Immunobiology. 2023 Sep;228(5):152726. doi: 10.1016/j.imbio.2023.152726. Epub 2023 Aug 9.
With the recent advancement in omics and molecular techniques, a wealth of new molecular biomarkers have become available for the diagnosis and classification of primary Sjögren's syndrome (pSS) patients. However, whether these biomarkers are universal is of great interest to us. In this study, we used various methods to obtain shared biomarkers derived from multiple tissue in pSS patients and to explore their relationship with immune microenvironment alterations. First we identified differentially expressed genes (DEGs) between pSS and healthy controls utilizing nine mRNA microarray datasets obtained from the Gene Expression Omnibus (GEO). Then, shared biomarkers were filtered out using robust rank aggregation (RRA), data integration analysis, weighted gene co-expression network analysis (WGCNA), and least absolute selection and shrinkage operator (LASSO) regression; their roles in pSS and association with changes in the immune microenvironment were also analyzed. In addition, these biomarkers were further confirmed with both the testing set and immunohistochemistry (IHC). As a result, ten biomarkers, i.e., EPSTI1, IFI44, IFIT1, IFIT2, IFIT3, MX1, OAS1, PARP9, SAMD9L and TRIM22, were identified. Receiver operating characteristic (ROC) curves showed that the ten genes could discriminate pSS from controls. Gene set enrichment analysis (GSEA) showed that the enrichment of immune-related gene sets was significant in pSS patients with high expression of either biomarker. Furthermore, the association between some immunocytes and these biomarkers was identified. In the two distinct molecular patterns of pSS patients based on the expressions of these biomarkers, the proportions of immunocytes were significantly different. Our study identified shared biomarkers of multi-tissue origin and revealed their relationship with altered immune microenvironment in pSS patients. These markers not only have diagnostic implications but also provide potential immunotherapeutic targets for the clinical treatment of pSS patients.
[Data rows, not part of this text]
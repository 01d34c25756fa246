// This file implements transactions - signed value transfers between addresses
// Balances are not stored anywhere; they come from replaying these over the whole chain,
// so the id and signature here are what keeps the ledger honest

use crate::core::monetary::TREASURY_ADDRESS;
use crate::error::{BlockchainError, Result};
use crate::utils::keys::{bytes_hex, public_key_hex};
use crate::utils::{
    current_timestamp, ecdsa_p256_sha256_sign, ecdsa_p256_sha256_verify, sha256_hex, KeyMaterial,
};
use serde::{Deserialize, Serialize};

// Amounts go into the hash preimage as the shortest round-tripping decimal with a
// fractional part ("50.0", "4.5"), so every node renders the same bytes
fn format_amount(amount: f64) -> String {
    format!("{amount:?}")
}

#[derive(Debug, Clone, PartialEq, Serialize, Deserialize)]
#[serde(rename_all = "camelCase")]
pub struct Transaction {
    #[serde(rename = "transactionId")]
    id: String,
    #[serde(with = "public_key_hex", default)]
    sender: Option<KeyMaterial>,
    #[serde(with = "public_key_hex", default)]
    recipient: Option<KeyMaterial>,
    #[serde(default)]
    sender_address: String,
    recipient_address: String,
    value: f64,
    fee: f64,
    #[serde(rename = "timeStamp")]
    timestamp: i64,
    #[serde(with = "bytes_hex", default)]
    signature: Option<Vec<u8>>,
}

impl Transaction {
    /// Unsigned transfer between two key holders. Call [`Transaction::sign`] before submitting.
    pub fn new(
        sender: &KeyMaterial,
        recipient: &KeyMaterial,
        value: f64,
        fee: f64,
    ) -> Result<Transaction> {
        let recipient = recipient.to_public()?;
        let recipient_address = recipient.address()?;
        Self::build(
            Some(sender.to_public()?),
            Some(recipient),
            recipient_address,
            value,
            fee,
        )
    }

    /// Unsigned transfer to a bare address (no recipient key known).
    pub fn new_to_address(
        sender: &KeyMaterial,
        recipient_address: &str,
        value: f64,
        fee: f64,
    ) -> Result<Transaction> {
        Self::build(
            Some(sender.to_public()?),
            None,
            recipient_address.to_string(),
            value,
            fee,
        )
    }

    // The coinbase keeps the recipient's key: PoS validation needs it to check the
    // validator signature
    pub fn new_coinbase(recipient: &KeyMaterial, value: f64) -> Result<Transaction> {
        let recipient = recipient.to_public()?;
        let recipient_address = recipient.address()?;
        Self::build(None, Some(recipient), recipient_address, value, 0.0)
    }

    pub fn new_treasury(value: f64) -> Result<Transaction> {
        Self::build(None, None, TREASURY_ADDRESS.to_string(), value, 0.0)
    }

    /// Moves a payout to `timestamp` and rehashes it. Signed transfers are left alone,
    /// since changing their timestamp would void the signature.
    pub fn stamped_at(mut self, timestamp: i64) -> Transaction {
        if self.is_coinbase() {
            self.timestamp = timestamp;
            self.id = self.calculate_hash();
        }
        self
    }

    fn build(
        sender: Option<KeyMaterial>,
        recipient: Option<KeyMaterial>,
        recipient_address: String,
        value: f64,
        fee: f64,
    ) -> Result<Transaction> {
        let sender_address = match &sender {
            Some(key) => key.address()?,
            None => String::new(),
        };
        let mut tx = Transaction {
            id: String::new(),
            sender,
            recipient,
            sender_address,
            recipient_address,
            value,
            fee,
            timestamp: current_timestamp()?,
            signature: None,
        };
        tx.id = tx.calculate_hash();
        Ok(tx)
    }

    fn signing_data(&self) -> String {
        format!(
            "{}{}{}{}{}",
            self.sender_address,
            self.recipient_address,
            format_amount(self.value),
            format_amount(self.fee),
            self.timestamp
        )
    }

    pub fn calculate_hash(&self) -> String {
        sha256_hex(&self.signing_data())
    }

    pub fn sign(&mut self, private_key: &KeyMaterial) -> Result<()> {
        let pkcs8 = match private_key {
            KeyMaterial::Private(pkcs8) => pkcs8,
            KeyMaterial::Public(_) => {
                return Err(BlockchainError::Crypto(
                    "Signing requires a private key".to_string(),
                ))
            }
        };
        let signer = private_key.to_public()?;
        if self.sender.as_ref() != Some(&signer) {
            return Err(BlockchainError::Crypto(format!(
                "Key does not belong to the sender of transaction {}",
                self.id
            )));
        }
        self.signature = Some(ecdsa_p256_sha256_sign(
            pkcs8,
            self.signing_data().as_bytes(),
        )?);
        Ok(())
    }

    /// Checks the signature and that the addresses belong to the keys they sit next to.
    /// Sender-less (coinbase and treasury) transactions carry no signature and always pass.
    pub fn verify_signature(&self) -> bool {
        let sender = match &self.sender {
            Some(sender) => sender,
            None => return true,
        };
        if !sender.is_public() {
            return false;
        }
        if sender.address().ok().as_deref() != Some(self.sender_address.as_str()) {
            log::debug!("Transaction {} sender address does not match its key", self.id);
            return false;
        }
        if let Some(recipient) = &self.recipient {
            if recipient.address().ok().as_deref() != Some(self.recipient_address.as_str()) {
                log::debug!(
                    "Transaction {} recipient address does not match its key",
                    self.id
                );
                return false;
            }
        }
        match &self.signature {
            Some(signature) => ecdsa_p256_sha256_verify(
                sender.as_bytes(),
                signature,
                self.signing_data().as_bytes(),
            ),
            None => false,
        }
    }

    pub fn has_valid_id(&self) -> bool {
        self.id == self.calculate_hash()
    }

    // Only the consensus engine creates these
    pub fn is_coinbase(&self) -> bool {
        self.sender.is_none()
    }

    pub fn get_id(&self) -> &str {
        self.id.as_str()
    }

    pub fn get_sender(&self) -> Option<&KeyMaterial> {
        self.sender.as_ref()
    }

    pub fn get_recipient(&self) -> Option<&KeyMaterial> {
        self.recipient.as_ref()
    }

    pub fn get_sender_address(&self) -> &str {
        self.sender_address.as_str()
    }

    pub fn get_recipient_address(&self) -> &str {
        self.recipient_address.as_str()
    }

    pub fn get_value(&self) -> f64 {
        self.value
    }

    pub fn get_fee(&self) -> f64 {
        self.fee
    }

    pub fn get_timestamp(&self) -> i64 {
        self.timestamp
    }

    pub fn get_signature(&self) -> Option<&[u8]> {
        self.signature.as_deref()
    }
}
随着组学和分子技术的最新进展,大量新的分子生物标志物可用于原发性干燥综合征 (pSS) 患者的诊断和分类。然而,这些生物标志物是否具有普遍性是我们非常关注的问题。在这项研究中,我们使用各种方法从 pSS 患者的多种组织中获得共享的生物标志物,并探索它们与免疫微环境改变的关系。首先,我们利用从基因表达综合数据库 (GEO) 获得的九个 mRNA 微阵列数据集,鉴定了 pSS 患者与健康对照之间差异表达的基因 (DEGs)。然后,使用稳健秩聚合 (RRA)、数据集成分析、加权基因共表达网络分析 (WGCNA) 和最小绝对收缩和选择算子 (LASSO) 回归筛选出共享的生物标志物;分析它们在 pSS 中的作用及其与免疫微环境变化的关系。此外,我们还通过测试集和免疫组织化学 (IHC) 进一步验证了这些生物标志物。结果,鉴定出 10 个生物标志物,即 EPSTI1、IFI44、IFIT1、IFIT2、IFIT3、MX1、OAS1、PARP9、SAMD9L 和 TRIM22。受试者工作特征 (ROC) 曲线表明,这 10 个基因可以区分 pSS 患者和对照组。基因集富集分析 (GSEA) 表明,在高表达任何生物标志物的 pSS 患者中,免疫相关基因集的富集是显著的。此外,还确定了一些免疫细胞与这些生物标志物之间的关联。在基于这些生物标志物表达的两种不同的 pSS 患者分子模式中,免疫细胞的比例有显著差异。我们的研究确定了多组织来源的共享生物标志物,并揭示了它们与 pSS 患者免疫微环境改变的关系。这些标志物不仅具有诊断意义,而且为 pSS 患者的临床治疗提供了潜在的免疫治疗靶点。